Artificial intelligence applied to structured light generation and characterization
principal investigators
senior investigators
phd students
Publications
Projects related
| Publications related (most relevant) | Comp Phys Comms 291, 108823 (2023); J. Eur. Opt. Society-Rapid Publ., 21, 41 (2025); APL Photonics 10, 060801 (2025) |
| Projects related | EU (ATTOSTRUCTURA ERC), National (PID2022-142340NB-I00) |
| Theses | One in progress |
Nonlinear optics and materials science, like most cutting-edge research areas, have not been unaffected by the development of artificial intelligence. In the LUMES environment, we have applied deep learning strategies in two main aspects. Firstly, we have implemented the use of neural networks to enhance our simulation capabilities for laser-material interaction. In a recently published article [Comp Phys Comms 291, 108823 (2023)], we have laid the foundations for integrating artificial intelligence to simulate new scenarios of structured light generation in the X-ray regime. This advancement not only accelerates the simulations we have been conducting to deepen our understanding of laser-material interaction but also allows us to explore new scenarios where traditional simulations may struggle due to high computational loads.

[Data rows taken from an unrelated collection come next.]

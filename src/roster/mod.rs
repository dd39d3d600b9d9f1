//! Roster operations: refreshing the leaderboard and registering players.

mod refresh;
mod register;

pub use refresh::*;
pub use register::*;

Secondly, we are exploring the use of neural networks for the spatiotemporal characterization of ultrashort pulses. The time required by algorithms used in ultrashort pulse characterization techniques currently limits their use in high-repetition-rate laser systems. Thanks to the implementation of neural networks, the required times can be reduced by several orders of magnitude. Therefore, we are currently investigating the possibility of characterizing structured ultrashort pulses in situ in high-repetition-rate laser systems. This research line has developed in parallel with lines #1 and #3. Although it is in its early stages, due to its interdisciplinary nature and the numerous innovative perspectives it opens up, we believe it will become a relevant research line in the near future of LUMES.